Opinion: a salty problem for local lovers

I have made myself unpopular in some quarters this week by refusing to back a motion to Federal Conference which would create two new statutory duties: on local authorities to stockpile a certain quantity of salt and on householders to clear snow from the pavements in front of their homes. This, I am assured (and believe) is common in other parts of Europe.
 
There are two problems here: one is liberalism and the other is localism.
 
The potential legal obligation to clear snow from the pavements actually falls to pieces in practical terms long before it becomes an issue of principle: is clearing snow actually a helpful activity? (It depends on the type of snow, the frost conditions etc.) What do you do in the case of the elderly or infirm? (Hope their neighbours will help out?) And what about blocks of flats?
 
But the fundamental problem is that we do need to learn to be liberals. We are a bit prone to fall into the trap of wanting to make people do things or banning things. We have got better in recent years but even at the most recent Federal Conference there were still two bans, both on issues which did not really require national legislation.
 
‘Nudge’ – 260 pages of the blindingly obvious published last year – argues basically that it is fine to encourage people to look after themselves better but not fine to force them to do it.

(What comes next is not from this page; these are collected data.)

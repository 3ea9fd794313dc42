//! Sample-rate conversion for mono 16-bit PCM using a rubato `FastFixedIn`
//! resampler.
//!
//! The AFE produces 16 kHz; the uplink wants 8 kHz, and host devices often
//! run at 44.1 or 48 kHz. When both rates match the converter is a plain
//! passthrough and no rubato session is created.

use rubato::{FastFixedIn, PolynomialDegree, Resampler};
use tracing::{error, info};

use crate::error::{Result, SpeakerError};

/// Converts mono i16 audio from one fixed sample rate to another.
pub struct RateConverter {
    /// `None` in passthrough mode.
    resampler: Option<FastFixedIn<f32>>,
    /// Input waiting for a full chunk.
    input_buf: Vec<f32>,
    chunk_size: usize,
    /// `[1][output_frames_max]`.
    output_buf: Vec<Vec<f32>>,
    from_rate: u32,
    to_rate: u32,
}

impl RateConverter {
    /// # Errors
    /// `InvalidArgument` for a zero rate or chunk, `Device` if rubato refuses
    /// the ratio.
    pub fn new(from_rate: u32, to_rate: u32, chunk_size: usize) -> Result<Self> {
        if from_rate == 0 || to_rate == 0 || chunk_size == 0 {
            return Err(SpeakerError::InvalidArgument(format!(
                "bad resampler setup {from_rate} -> {to_rate}, chunk {chunk_size}"
            )));
        }
        if from_rate == to_rate {
            return Ok(Self {
                resampler: None,
                input_buf: Vec::new(),
                chunk_size,
                output_buf: Vec::new(),
                from_rate,
                to_rate,
            });
        }

        let ratio = f64::from(to_rate) / f64::from(from_rate);
        let resampler = FastFixedIn::<f32>::new(ratio, 1.0, PolynomialDegree::Cubic, chunk_size, 1)
            .map_err(|e| SpeakerError::Device(format!("resampler init: {e}")))?;
        let max_out = resampler.output_frames_max();
        info!(from_rate, to_rate, chunk_size, max_out, "resampling enabled");

        Ok(Self {
            resampler: Some(resampler),
            input_buf: Vec::with_capacity(chunk_size * 2),
            chunk_size,
            output_buf: vec![vec![0f32; max_out]; 1],
            from_rate,
            to_rate,
        })
    }

    pub fn is_passthrough(&self) -> bool {
        self.resampler.is_none()
    }

    pub fn rates(&self) -> (u32, u32) {
        (self.from_rate, self.to_rate)
    }

    /// Feed samples and collect whatever output full chunks produced.
    pub fn process(&mut self, samples: &[i16]) -> Vec<i16> {
        let Some(resampler) = self.resampler.as_mut() else {
            return samples.to_vec();
        };
        self.input_buf
            .extend(samples.iter().map(|s| f32::from(*s) / 32768.0));

        let mut result = Vec::new();
        while self.input_buf.len() >= self.chunk_size {
            let input = &self.input_buf[..self.chunk_size];
            match resampler.process_into_buffer(&[input], &mut self.output_buf, None) {
                Ok((_, produced)) => push_i16(&mut result, &self.output_buf[0][..produced]),
                Err(e) => error!("resampler process error: {e}"),
            }
            self.input_buf.drain(..self.chunk_size);
        }
        result
    }

    /// Push out the partial chunk held back by `process`.
    pub fn flush(&mut self) -> Vec<i16> {
        let Some(resampler) = self.resampler.as_mut() else {
            return Vec::new();
        };
        if self.input_buf.is_empty() {
            return Vec::new();
        }
        let mut result = Vec::new();
        let input = std::mem::take(&mut self.input_buf);
        let channels: [&[f32]; 1] = [input.as_slice()];
        match resampler.process_partial_into_buffer(Some(&channels[..]), &mut self.output_buf, None) {
            Ok((_, produced)) => push_i16(&mut result, &self.output_buf[0][..produced]),
            Err(e) => error!("resampler flush error: {e}"),
        }
        result
    }

    /// Forget buffered input and filter history.
    pub fn reset(&mut self) {
        self.input_buf.clear();
        if let Some(r) = self.resampler.as_mut() {
            r.reset();
        }
    }
}

fn push_i16(out: &mut Vec<i16>, samples: &[f32]) {
    out.extend(
        samples
            .iter()
            .map(|s| (s * 32767.0).round().clamp(-32768.0, 32767.0) as i16),
    );
}

impl std::fmt::Debug for RateConverter {
    fn fmt(&self, f: &mut std::fmt::Formatter<'_>) -> std::fmt::Result {
        f.debug_struct("RateConverter")
            .field("from_rate", &self.from_rate)
            .field("to_rate", &self.to_rate)
            .field("chunk_size", &self.chunk_size)
            .field("pending", &self.input_buf.len())
            .finish()
    }
}

#[cfg(test)]
mod tests {
    use super::*;

    #[test]
    fn passthrough_identity() {
        let mut rc = RateConverter::new(16_000, 16_000, 320).unwrap();
        assert!(rc.is_passthrough());
        let samples: Vec<i16> = (0..480).map(|i| i as i16 * 3).collect();
        assert_eq!(rc.process(&samples), samples);
        assert!(rc.flush().is_empty());
    }

    #[test]
    fn halves_16k_to_8k() {
        let mut rc = RateConverter::new(16_000, 8_000, 320).unwrap();
        let out = rc.process(&vec![0i16; 320]);
        assert!(
            (out.len() as isize - 160).unsigned_abs() <= 10,
            "output len={}",
            out.len()
        );
    }

    #[test]
    fn partial_chunk_waits_for_more() {
        let mut rc = RateConverter::new(16_000, 8_000, 320).unwrap();
        assert!(rc.process(&[0i16; 200]).is_empty());
        assert!(!rc.process(&[0i16; 200]).is_empty());
    }

    #[test]
    fn zero_rate_is_rejected() {
        assert!(matches!(
            RateConverter::new(0, 8_000, 320),
            Err(SpeakerError::InvalidArgument(_))
        ));
    }
}
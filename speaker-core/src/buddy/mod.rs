//! AI-Buddy: turns chat-agent and network signals into audio cues and
//! expression changes.
//!
//! ```text
//!  agent / Wi-Fi ──signal()──► inbox ──► dispatch thread ──► Core::handle
//!                                                              │      │
//!                                    AudioScheduler ◄──────────┘      └──► Expression ──► broadcast
//!                                          │
//!                                    PromptSink (prompt slot)
//! ```
//!
//! | signal                      | audio                                 | expression              |
//! |-----------------------------|---------------------------------------|-------------------------|
//! | chat start begins           | server connecting (repeating)         | `server_connecting`     |
//! | chat start ends             | server connected                      | `server_connected`      |
//! | chat stop ends              | server disconnected (repeating)       |                         |
//! | chat sleep ends             | wake-up hint                          | `sleepy`                |
//! | invalid config              | invalid config (repeating)            | `invalid_config`        |
//! | max retry                   | server disconnected (repeating)       |                         |
//! | Wi-Fi lost                  | Wi-Fi disconnected, later reminder    | `wifi_disconnected`     |
//! | got IP                      | Wi-Fi connected                       |                         |

pub mod audio;
pub mod expression;
pub mod scheduler;
pub mod signals;

pub use audio::{pick_weighted, AudioCatalog, AudioCue, AudioEvent, AudioType, WeightedCue};
pub use expression::{AnimFlags, Emotion, Expression, ExpressionMaps, ExpressionUpdate, Face, Icon};
pub use scheduler::{AudioScheduler, Clock, ManualClock, PromptSink, SchedulerConfig, SystemClock};
pub use signals::{BuddySignal, ChatError, ChatEvent, ChatState, SpecialSignal};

The authors rather alarmingly call this approach ‘libertarian paternalism’ but manage to summarise it nicely: ‘less in the way of government coercion and more in the way of freedom to choose’.
 
And we can always summon up Mill: ‘the only purpose for which power can be rightfully exercised over any member of a civilised community, against his will, is to prevent harm to others.’
 
It is to say the least pushing it to suggest that we harm others by failing to clear our pavements. Equally, where is the harm in failing to wear a seatbelt, which has been an offence for some years?
 
As for localism, it is true that many councils got it badly wrong over snow clearance. I have said so locally in the press. It may turn up in the county council election manifesto in 2013. It has already featured in a street letter.
 
It is, however, basically a matter for local determination. And it is for local people to deliver their democratic verdict at an appropriate time in the future.
 
This, of course, is the challenge facing the Federal Policy Committee’s Localism Working Party. We all know that we as a Party support localism. But there are plenty of us who say ‘Yes, but…. ‘, whether it be over the rights of councils to set licensing policies, the supposed evils of ‘postcode lotteries’ or the ‘need for national minimum standards’.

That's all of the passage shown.